There are benefits for sure - may not matter to your ultimate goals - in which case it could just be a more interesting workout for you.
In which case go for it with caveats.
Don't think of the workout as being for fat loss though.
Just make sure you have some underlying miles on your legs first - it's hard on the body. 2-3 times weekly isn't even done by pro-runners. Good to have 6 weeks of running on the legs already.
What you did has been described as the closest to weight lifting for cardio without the lifting.
The way to increase some muscle mass if done for a long period of time.
Of course it may be muscle not used in regular running, which is why hill sprints to keep stride length shortened is recommended sometimes.

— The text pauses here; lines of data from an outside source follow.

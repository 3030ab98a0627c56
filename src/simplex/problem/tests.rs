use pretty_assertions::{assert_eq, assert_str_eq};

use super::*;
use crate::{
    matrix::integer_matrix,
    simplex::{Pivot, RowLabel},
};

fn r(numer: i64, denom: i64) -> Rational {
    Rational::new(numer, denom).unwrap()
}

fn objective(coefficients: &[i64]) -> ObjectiveFunction {
    ObjectiveFunction::from_variables(coefficients.iter().map(|&c| r(c, 1)))
}

fn row(values: &[Rational]) -> RowDVector<Rational> {
    RowDVector::from_row_slice(values)
}

/// max `3x1 + 5x2` subject to `x1 <= 4`, `2x2 <= 12`, `3x1 + 2x2 <= 18`.
fn prepare_problem() -> Problem {
    Problem::new(
        objective(&[3, 5]),
        integer_matrix(&[
            &[1, 0, 1, 0, 0, 4],
            &[0, 2, 0, 1, 0, 12],
            &[3, 2, 0, 0, 1, 18],
        ]),
    )
}

/// max `x1 + x2` subject to `x1 + x2 <= 4`, `x1 <= 3`.
fn alternate_problem() -> Problem {
    Problem::new(
        objective(&[1, 1, 0, 0]),
        integer_matrix(&[&[1, 1, 1, 0, 4], &[1, 0, 0, 1, 3]]),
    )
}

/// `x1 + x2 >= 2`, `x1 + 2x2 >= 1` with surplus variables `x3`, `x4`.
fn surplus_constraints() -> Matrix {
    integer_matrix(&[&[1, 1, -1, 0, 2], &[1, 2, 0, -1, 1]])
}

#[test]
fn objective_function_display() {
    assert_str_eq!(objective(&[3, 5, 0]).to_string(), "3x1 + 5x2");
    assert_str_eq!(objective(&[-1, 0, 1]).to_string(), "-x1 + x3");
    assert_str_eq!(objective(&[0, 0]).to_string(), "0");
}

#[test]
fn objective_function_is_padded_and_evaluated() {
    let padded = objective(&[3, 5]).padded(5);

    assert_eq!(padded.variable_count(), 5);
    assert_eq!(padded.coefficient(5), Rational::zero());
    assert_eq!(padded.coefficient(9), Rational::zero());
    assert_eq!(
        padded
            .evaluate(&row(&[r(2, 1), r(6, 1), r(2, 1), r(0, 1), r(0, 1)]))
            .unwrap(),
        r(36, 1)
    );
}

#[test]
fn empty_objective_has_no_variables() {
    let empty = ObjectiveFunction::new(RowDVector::from_iterator(0, std::iter::empty()));

    assert_eq!(empty.variable_count(), 0);
    assert_eq!(empty.evaluate(&row(&[r(1, 1)])), Ok(Rational::zero()));
    assert_eq!(empty.padded(2).variable_count(), 2);
}

#[test]
fn short_objective_is_expressed_over_all_variables() {
    let expression = elimination::process(&integer_matrix(&[&[1, 1, 1, 1]]), 3).unwrap();

    let expressed = objective(&[1]).express(&expression).unwrap();
    assert_eq!(expressed.variable_count(), 3);
    assert_str_eq!(expressed.to_string(), "1 - x2 - x3");
}

#[test]
fn engine_pads_a_short_objective() {
    let expression = elimination::process(&integer_matrix(&[&[1, 1, 1, 1]]), 3).unwrap();

    let report = Simplex::new(objective(&[1]), &expression)
        .unwrap()
        .run()
        .unwrap();
    assert_eq!(
        report.outcome,
        Outcome::UniqueOptimum(SolutionRecord::new(
            row(&[r(1, 1), r(0, 1), r(0, 1)]),
            r(1, 1)
        ))
    );
    assert_eq!(report.objective.variable_count(), 3);
}

#[test]
fn unique_optimum() {
    let _ = env_logger::builder().is_test(true).try_init();
    let report = prepare_problem().solve().unwrap();

    assert_eq!(report.state(), State::UniqueOptimum);
    assert!(report.transitions.is_empty());
    assert_eq!(
        report.outcome,
        Outcome::UniqueOptimum(SolutionRecord::new(
            row(&[r(2, 1), r(6, 1), r(2, 1), r(0, 1), r(0, 1)]),
            r(36, 1)
        ))
    );
    assert_str_eq!(
        report.to_string(),
        "Z = 3x1 + 5x2\n\
         Exp. Z = 36 - 3/2x4 - x5\n\
         \n\
         B.V.\t1\tx1\tx2\tx3\tx4\tx5\n\
         x1\t2\t1\t0\t0\t-1/3\t1/3\n\
         x2\t6\t0\t1\t0\t1/2\t0\n\
         x3\t2\t0\t0\t1\t1/3\t-1/3\n\
         z\t36\t0\t0\t0\t3/2\t1\n\
         \n\
         Zmax = Z(2, 6, 2, 0, 0) = 36"
    );
}

#[test]
fn alternate_optima() {
    let _ = env_logger::builder().is_test(true).try_init();
    let report = alternate_problem().solve().unwrap();

    assert_eq!(report.state(), State::AlternateOptima);
    assert_eq!(
        report.outcome,
        Outcome::AlternateOptima {
            first: SolutionRecord::new(row(&[r(3, 1), r(1, 1), r(0, 1), r(0, 1)]), r(4, 1)),
            second: SolutionRecord::new(row(&[r(0, 1), r(4, 1), r(0, 1), r(3, 1)]), r(4, 1)),
        }
    );
    assert_eq!(
        report.outcome.at(&r(1, 2)).unwrap(),
        row(&[r(3, 2), r(5, 2), r(0, 1), r(3, 2)])
    );
    assert_eq!(
        report.outcome.at(&r(2, 1)),
        Err(ArithmeticError::InvalidOperand)
    );
    assert_str_eq!(
        report.outcome.to_string(),
        "Zmax = Z(3 - 3L, 1 + 3L, 0, 3L) = 4\n0 <= L <= 1"
    );

    assert_eq!(report.transitions.len(), 1);
    assert_str_eq!(
        report.transitions[0].to_string(),
        "B.V.\t1\tx1\tx2\tx3\tx4\n\
         x1\t3\t1\t0\t0\t1\n\
         x2\t1\t0\t1\t1\t-1\n\
         z\t4\t0\t0\t1\t0\n\
         S.D.\tx1: 3\tx2: -\n\
         Resolving element: row - x1 column - x4 element - 1"
    );
    assert_str_eq!(
        report.table.to_string(),
        "B.V.\t1\tx1\tx2\tx3\tx4\n\
         x2\t4\t1\t1\t1\t0\n\
         x4\t3\t1\t0\t0\t1\n\
         z\t4\t0\t0\t1\t0\n"
    );
}

#[test]
fn alternate_path_follows_the_last_zero_column() {
    // max 0 subject to x1 + x2 + x3 = 1: both x2 and x3 cost nothing
    let matrix = integer_matrix(&[&[1, 1, 1, 1]]);

    let report = calculate(&objective(&[0, 0, 0]), &matrix, 3).unwrap();
    assert_eq!(report.transitions.len(), 1);
    assert_eq!(report.transitions[0].pivot, Pivot::new(1, 3, r(1, 1)));
    assert_str_eq!(
        report.transitions[0].pivot.to_string(),
        "Resolving element: row - x1 column - x3 element - 1"
    );
    assert_str_eq!(
        report.outcome.to_string(),
        "Zmax = Z(1 - L, 0, L) = 0\n0 <= L <= 1"
    );
}

#[test]
fn report_needs_a_finished_run() {
    let expression = elimination::process(&surplus_constraints(), 4).unwrap();
    let simplex = Simplex::new(objective(&[-1, -2, 0, 0]), &expression).unwrap();

    assert_eq!(
        simplex.clone().into_report(),
        Err(SimplexError::Unfinished {
            state: State::Checking
        })
    );
    let pivoting = simplex.step().unwrap();
    assert_eq!(pivoting.state(), State::Pivoting(Path::Resolving));
    assert_eq!(
        pivoting.into_report(),
        Err(SimplexError::Unfinished {
            state: State::Pivoting(Path::Resolving)
        })
    );
}

#[test]
fn engine_walks_through_states() {
    let problem = alternate_problem();
    let expression = elimination::process(&problem.constraints, 4).unwrap();
    let mut simplex = Simplex::new(problem.objective.clone(), &expression).unwrap();

    let mut states = vec![simplex.state()];
    while !simplex.state().is_terminal() {
        simplex = simplex.step().unwrap();
        states.push(simplex.state());
    }

    assert_eq!(
        states,
        vec![
            State::Checking,
            State::Pivoting(Path::NextSolution(4)),
            State::Checking,
            State::AlternateOptima,
        ]
    );
    assert_eq!(simplex.solutions().len(), 2);
    assert_eq!(simplex.transitions().len(), 1);
    // terminal states are absorbing
    assert_eq!(simplex.step().unwrap().state(), State::AlternateOptima);
}

#[test]
fn dual_step_reaches_optimum() {
    let report = calculate(&objective(&[-1, -2, 0, 0]), &surplus_constraints(), 4).unwrap();

    assert_eq!(
        report.outcome,
        Outcome::UniqueOptimum(SolutionRecord::new(
            row(&[r(2, 1), r(0, 1), r(0, 1), r(1, 1)]),
            r(-2, 1)
        ))
    );
    assert_eq!(report.transitions.len(), 1);
    let transition = &report.transitions[0];
    assert_eq!(transition.pivot, Pivot::new(2, 4, r(-1, 1)));
    assert_str_eq!(transition.ratios.to_string(), "S.D.\t-\t-\t-\t-\t-1");
    assert_str_eq!(
        report.table.to_string(),
        "B.V.\t1\tx1\tx2\tx3\tx4\n\
         x1\t2\t1\t1\t-1\t0\n\
         x4\t1\t0\t-1\t-1\t1\n\
         z\t-2\t0\t1\t1\t0\n"
    );
}

#[test]
fn recalculation_leaves_unit_entering_column() {
    let expression = elimination::process(&surplus_constraints(), 4).unwrap();
    let expressed = objective(&[-1, -2, 0, 0]).express(&expression).unwrap();
    let before = SimplexTable::new(&expression, &expressed);
    assert!(!before.optimality().optimal);
    assert!(before.validity().objective_feasible);

    let (pivot, _) = before.find_resolving_element().unwrap();
    let after = before.recalculate(&pivot).unwrap();

    assert_eq!(before.basis().collect::<Vec<_>>(), vec![1, 2]);
    assert_eq!(after.basis().collect::<Vec<_>>(), vec![1, 4]);
    for (label, values) in after.rows() {
        let expected = match label {
            RowLabel::Basic(basic) if basic == pivot.column => Rational::one(),
            _ => Rational::zero(),
        };
        assert_eq!(values[pivot.column], expected);
    }
    assert!(after.optimality().optimal);
    assert_eq!(after.value(), &r(-2, 1));
}

#[test]
fn foreign_pivot_is_rejected() {
    let expression = elimination::process(&surplus_constraints(), 4).unwrap();
    let expressed = objective(&[-1, -2, 0, 0]).express(&expression).unwrap();
    let table = SimplexTable::new(&expression, &expressed);

    assert_eq!(
        table.recalculate(&Pivot::new(2, 4, r(1, 1))),
        Err(SimplexError::InvalidPivot { row: 2, column: 4 })
    );
    assert_eq!(
        table.recalculate(&Pivot::new(2, 1, r(0, 1))),
        Err(SimplexError::InvalidPivot { row: 2, column: 1 })
    );
}

#[test]
fn missing_pivot_column_stalls() {
    assert_eq!(
        calculate(&objective(&[-1, -1, 0, 0]), &surplus_constraints(), 4),
        Err(SimplexError::Stalled {
            reason: StallReason::NoPivotColumn
        })
    );
}

#[test]
fn improving_direction_stalls() {
    let matrix = integer_matrix(&[&[1, 1, -1, 2]]);

    assert_eq!(
        calculate(&objective(&[0, 1, 0]), &matrix, 3),
        Err(SimplexError::Stalled {
            reason: StallReason::ImprovingDirection
        })
    );
}

#[test]
fn inconsistent_constraints_have_no_solution() {
    let matrix = integer_matrix(&[&[1, 1, 4], &[0, 0, 5]]);

    assert_eq!(
        calculate(&objective(&[1, 1]), &matrix, 2),
        Err(SimplexError::Infeasible {
            row: 1,
            rhs: r(5, 1)
        })
    );
}

#[test]
fn unbounded_optimal_face_keeps_first_optimum() {
    // x1 = 1 + x2 makes the objective constant while x2 grows freely
    let matrix = integer_matrix(&[&[1, -1, 1]]);

    let report = calculate(&objective(&[-1, 1]), &matrix, 2).unwrap();
    assert_eq!(
        report.outcome,
        Outcome::UniqueOptimum(SolutionRecord::new(row(&[r(1, 1), r(0, 1)]), r(-1, 1)))
    );
    assert!(report.transitions.is_empty());
}

#[test]
fn objective_longer_than_constraints() {
    let matrix = integer_matrix(&[&[1, 1, 4]]);

    assert_eq!(
        calculate(&objective(&[1, 1, 1]), &matrix, 2),
        Err(SimplexError::DimensionMismatch {
            objective: 3,
            constraints: 2
        })
    );
}

#[test]
fn basic_solutions_of_problem() {
    let solutions = prepare_problem().basic_solutions().unwrap();

    assert_eq!(
        solutions
            .iter()
            .filter(|solution| solution.is_feasible())
            .count(),
        5
    );
}
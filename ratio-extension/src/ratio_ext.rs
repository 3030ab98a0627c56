use std::{cmp::Ordering, fmt, ops::Neg};

use derive_more::{Display, Error, IsVariant};
use num_integer::Integer;
use num_rational::Ratio;
use num_traits::{Bounded, CheckedAdd, CheckedDiv, CheckedMul, CheckedSub, One, Zero};
use serde::{Deserialize, Serialize};

/// A bounded rational number extended with two sentinel values.
///
/// `MinusInf` and `Inf` order below and above every finite value. They mark
/// "no valid value here" in ratio tests and are rejected as operands by every
/// arithmetic operation, so a sentinel can never leak into a computed value.
#[derive(Debug, Clone, IsVariant, Serialize, Deserialize)]
pub enum RatioExt<T: Clone + Integer> {
    Inf,
    Finite(Ratio<T>),
    MinusInf,
}

#[derive(Debug, Clone, Copy, PartialEq, Eq, Display, Error)]
pub enum ArithmeticError {
    #[display(fmt = "division by zero")]
    DivisionByZero,
    #[display(fmt = "integer overflow in rational arithmetic")]
    Overflow,
    #[display(fmt = "infinite sentinel used as an arithmetic operand")]
    InvalidOperand,
}

impl<T> Default for RatioExt<T>
where
    T: Clone + Integer,
{
    fn default() -> Self {
        Self::zero()
    }
}

impl<T> RatioExt<T>
where
    T: Clone + Integer,
{
    #[inline]
    pub fn zero() -> Self {
        Self::Finite(Ratio::zero())
    }

    #[inline]
    pub fn one() -> Self {
        Self::Finite(Ratio::one())
    }

    pub fn is_zero(&self) -> bool {
        matches!(self, Self::Finite(ratio) if ratio.is_zero())
    }

    pub fn is_one(&self) -> bool {
        matches!(self, Self::Finite(ratio) if ratio.is_one())
    }

    /// `MinusInf` counts as negative.
    pub fn is_negative(&self) -> bool {
        match self {
            Self::Finite(ratio) => ratio.numer() < &T::zero(),
            Self::MinusInf => true,
            Self::Inf => false,
        }
    }

    /// `Inf` counts as positive.
    pub fn is_positive(&self) -> bool {
        match self {
            Self::Finite(ratio) => ratio.numer() > &T::zero(),
            Self::Inf => true,
            Self::MinusInf => false,
        }
    }

    pub fn is_sentinel(&self) -> bool {
        !self.is_finite()
    }

    pub fn finite(self) -> Option<Ratio<T>> {
        if let Self::Finite(value) = self {
            return Some(value);
        }
        None
    }

    pub const fn finite_as_ref(&self) -> Option<&Ratio<T>> {
        if let Self::Finite(value) = self {
            return Some(value);
        }
        None
    }

    fn operands<'a>(&'a self, rhs: &'a Self) -> Result<(&'a Ratio<T>, &'a Ratio<T>), ArithmeticError> {
        match (self, rhs) {
            (Self::Finite(lhs), Self::Finite(rhs)) => Ok((lhs, rhs)),
            _ => Err(ArithmeticError::InvalidOperand),
        }
    }
}

impl<T> RatioExt<T>
where
    T: Clone + Integer + Bounded + CheckedAdd + CheckedSub + CheckedMul,
{
    /// Builds `numer / denom` in lowest terms with the sign on the numerator.
    pub fn new(numer: T, denom: T) -> Result<Self, ArithmeticError> {
        if denom.is_zero() {
            return Err(ArithmeticError::DivisionByZero);
        }
        if numer == T::min_value() || denom == T::min_value() {
            return Err(ArithmeticError::Overflow);
        }
        Ok(Self::Finite(Ratio::new(numer, denom)))
    }

    pub fn from_integer(integer: T) -> Result<Self, ArithmeticError> {
        Self::new(integer, T::one())
    }

    pub fn try_add(&self, rhs: &Self) -> Result<Self, ArithmeticError> {
        let (lhs, rhs) = self.operands(rhs)?;
        Self::bounded(lhs.checked_add(rhs))
    }

    pub fn try_sub(&self, rhs: &Self) -> Result<Self, ArithmeticError> {
        let (lhs, rhs) = self.operands(rhs)?;
        Self::bounded(lhs.checked_sub(rhs))
    }

    pub fn try_mul(&self, rhs: &Self) -> Result<Self, ArithmeticError> {
        let (lhs, rhs) = self.operands(rhs)?;
        Self::bounded(lhs.checked_mul(rhs))
    }

    pub fn try_div(&self, rhs: &Self) -> Result<Self, ArithmeticError> {
        let (lhs, rhs) = self.operands(rhs)?;
        if rhs.is_zero() {
            return Err(ArithmeticError::DivisionByZero);
        }
        Self::bounded(lhs.checked_div(rhs))
    }

    // The minimum integer is kept out of both parts so that negation stays total.
    fn bounded(value: Option<Ratio<T>>) -> Result<Self, ArithmeticError> {
        match value {
            Some(ratio) if ratio.numer() != &T::min_value() && ratio.denom() != &T::min_value() => {
                Ok(Self::Finite(ratio))
            }
            _ => Err(ArithmeticError::Overflow),
        }
    }
}

impl<T> RatioExt<T>
where
    T: Clone + Integer + Neg<Output = T>,
{
    pub fn abs(&self) -> Self {
        if self.is_negative() {
            -self.clone()
        } else {
            self.clone()
        }
    }
}

impl<T> PartialEq for RatioExt<T>
where
    T: Clone + Integer,
{
    fn eq(&self, other: &Self) -> bool {
        self.cmp(other) == Ordering::Equal
    }
}

impl<T> Eq for RatioExt<T> where T: Clone + Integer {}

impl<T> PartialOrd for RatioExt<T>
where
    T: Clone + Integer,
{
    fn partial_cmp(&self, other: &Self) -> Option<Ordering> {
        Some(self.cmp(other))
    }
}

impl<T> Ord for RatioExt<T>
where
    T: Clone + Integer,
{
    fn cmp(&self, other: &Self) -> Ordering {
        match (self, other) {
            (RatioExt::Finite(lhs), RatioExt::Finite(rhs)) => lhs.cmp(rhs),
            (RatioExt::Inf, RatioExt::Inf) | (RatioExt::MinusInf, RatioExt::MinusInf) => {
                Ordering::Equal
            }
            (RatioExt::Inf, _) | (_, RatioExt::MinusInf) => Ordering::Greater,
            (_, RatioExt::Inf) | (RatioExt::MinusInf, _) => Ordering::Less,
        }
    }
}

impl<T> From<Ratio<T>> for RatioExt<T>
where
    T: Clone + Integer,
{
    fn from(value: Ratio<T>) -> Self {
        Self::Finite(value)
    }
}

impl<T> Neg for RatioExt<T>
where
    T: Clone + Integer + Neg<Output = T>,
{
    type Output = Self;

    fn neg(self) -> Self::Output {
        match self {
            Self::Inf => Self::MinusInf,
            Self::Finite(ratio) => Self::Finite(-ratio),
            Self::MinusInf => Self::Inf,
        }
    }
}

impl<T> Neg for &RatioExt<T>
where
    T: Clone + Integer + Neg<Output = T>,
{
    type Output = RatioExt<T>;

    fn neg(self) -> Self::Output {
        -self.clone()
    }
}

impl<T> fmt::Display for RatioExt<T>
where
    T: fmt::Display + Integer + Clone,
{
    fn fmt(&self, f: &mut fmt::Formatter<'_>) -> fmt::Result {
        match self {
            Self::Finite(ratio) => write!(f, "{ratio}"),
            Self::Inf => write!(f, "Inf"),
            Self::MinusInf => write!(f, "-Inf"),
        }
    }
}
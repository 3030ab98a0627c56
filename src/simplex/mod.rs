mod problem;
mod solution;
mod table;

pub use problem::*;
pub use solution::*;
pub use table::*;

use derive_more::{Display, Error, IsVariant};
use serde::Serialize;

use crate::{
    elimination::{self, EliminationError},
    matrix::Matrix,
    ArithmeticError, Rational,
};

#[derive(Debug, Clone, Copy, PartialEq, Eq, Serialize, Display, IsVariant)]
pub enum State {
    #[display(fmt = "checking")]
    Checking,
    #[display(fmt = "pivoting ({})", _0)]
    Pivoting(Path),
    #[display(fmt = "unique optimum")]
    UniqueOptimum,
    #[display(fmt = "alternate optima")]
    AlternateOptima,
    #[display(fmt = "stalled: {}", _0)]
    Stalled(StallReason),
}

impl State {
    pub fn is_terminal(&self) -> bool {
        !matches!(self, State::Checking | State::Pivoting(_))
    }
}

#[derive(Debug, Clone, Copy, PartialEq, Eq, Serialize, Display)]
pub enum Path {
    #[display(fmt = "resolving")]
    Resolving,
    /// Search for a second optimum along the given zero-cost column.
    #[display(fmt = "next solution along x{}", _0)]
    NextSolution(usize),
}

#[derive(Debug, Clone, Copy, PartialEq, Eq, Serialize, Display)]
pub enum StallReason {
    #[display(fmt = "the objective can still be improved")]
    ImprovingDirection,
    #[display(fmt = "no row qualifies for pivoting")]
    NoPivotRow,
    #[display(fmt = "no column qualifies for pivoting")]
    NoPivotColumn,
    #[display(fmt = "a basis was visited twice")]
    Cycle,
}

#[derive(Debug, Clone, PartialEq, Display, Error)]
pub enum SimplexError {
    #[display(fmt = "no solution: equation {} reduces to 0 = {}", row, rhs)]
    Infeasible { row: usize, rhs: Rational },
    #[display(fmt = "no solution found: {}", reason)]
    Stalled { reason: StallReason },
    #[display(
        fmt = "objective has {} variables, the constraints only {}",
        objective,
        constraints
    )]
    DimensionMismatch { objective: usize, constraints: usize },
    #[display(fmt = "x{} cannot enter the basis in place of x{}", column, row)]
    InvalidPivot { row: usize, column: usize },
    #[display(fmt = "the pivot loop has not reached an optimum: {}", state)]
    Unfinished { state: State },
    #[display(fmt = "{}", _0)]
    Arithmetic(#[error(source)] ArithmeticError),
}

impl From<ArithmeticError> for SimplexError {
    fn from(err: ArithmeticError) -> Self {
        Self::Arithmetic(err)
    }
}

impl From<EliminationError> for SimplexError {
    fn from(err: EliminationError) -> Self {
        match err {
            EliminationError::Infeasible { row, rhs } => Self::Infeasible { row, rhs },
            EliminationError::VariableCount { expected, found } => Self::DimensionMismatch {
                objective: found,
                constraints: expected,
            },
            EliminationError::Arithmetic(err) => Self::Arithmetic(err),
        }
    }
}

/// Reduces the constraints, expresses the objective through the free
/// variables and runs the pivot loop to a terminal state.
pub fn calculate(
    objective: &ObjectiveFunction,
    matrix: &Matrix,
    variable_count: usize,
) -> Result<SolutionReport, SimplexError> {
    let constraints = matrix.variable_count();
    if objective.variable_count() > constraints {
        return Err(SimplexError::DimensionMismatch {
            objective: objective.variable_count(),
            constraints,
        });
    }
    let objective = objective.clone().padded(constraints);
    let expression = elimination::process(matrix, variable_count)?;
    log::debug!("Basic variables:\n{expression}");

    Simplex::new(objective, &expression)?.run()
}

Here's a study on it that is usually the basis of it being said to be a fat burner. But it's just where the fat was pulled from, due to it being like lifting, it was the repair to the muscles that used the fat there. Same as regular diet.
https://exrx.net/FatLoss/HIITvsET
Since it's eating less than you burn in total that causes fat loss - it really isn't going to be the biggest effect for that.
Except it's not really a big calorie burner - not compared to just going as hard as you can for a chunk of time, that still allows you to do it the next day.
So it's not going to allow you to eat more that may help you to sustain to diet.
Would you rather eat 1500 and burn daily 2000 with no exercise?
Eat 1750 burning 2250 doing HIIT?
Or eat 2000 burning 2500 doing a straight hard cardio workout?
Just rough numbers for what you could get out of a workout. Think whole body though, strength training always good, some heart health good, being more active daily helps increase your daily burn to for eating more if desired.3 -
I can only give you my experience and I'm older than you--66. When my gym and pool closed here in Italy over 2 months ago I started jogging around a nearby park for 45 min. Now it was slow jogging, but it wasn't hard for me to keep going for that length of time. I decided to try power walking--5 min walking, 5 min medium pace, and then 5 min as fast as I can without breaking into a run, repeat. It is much more of a workout. I've been doing this for a little over a month and I notice a difference--more endurance ( I have trouble keeping to the slow walk pace, and tend to just do medium and fast). My weight hasn't changed, but I'm hard all over, no squishy parts.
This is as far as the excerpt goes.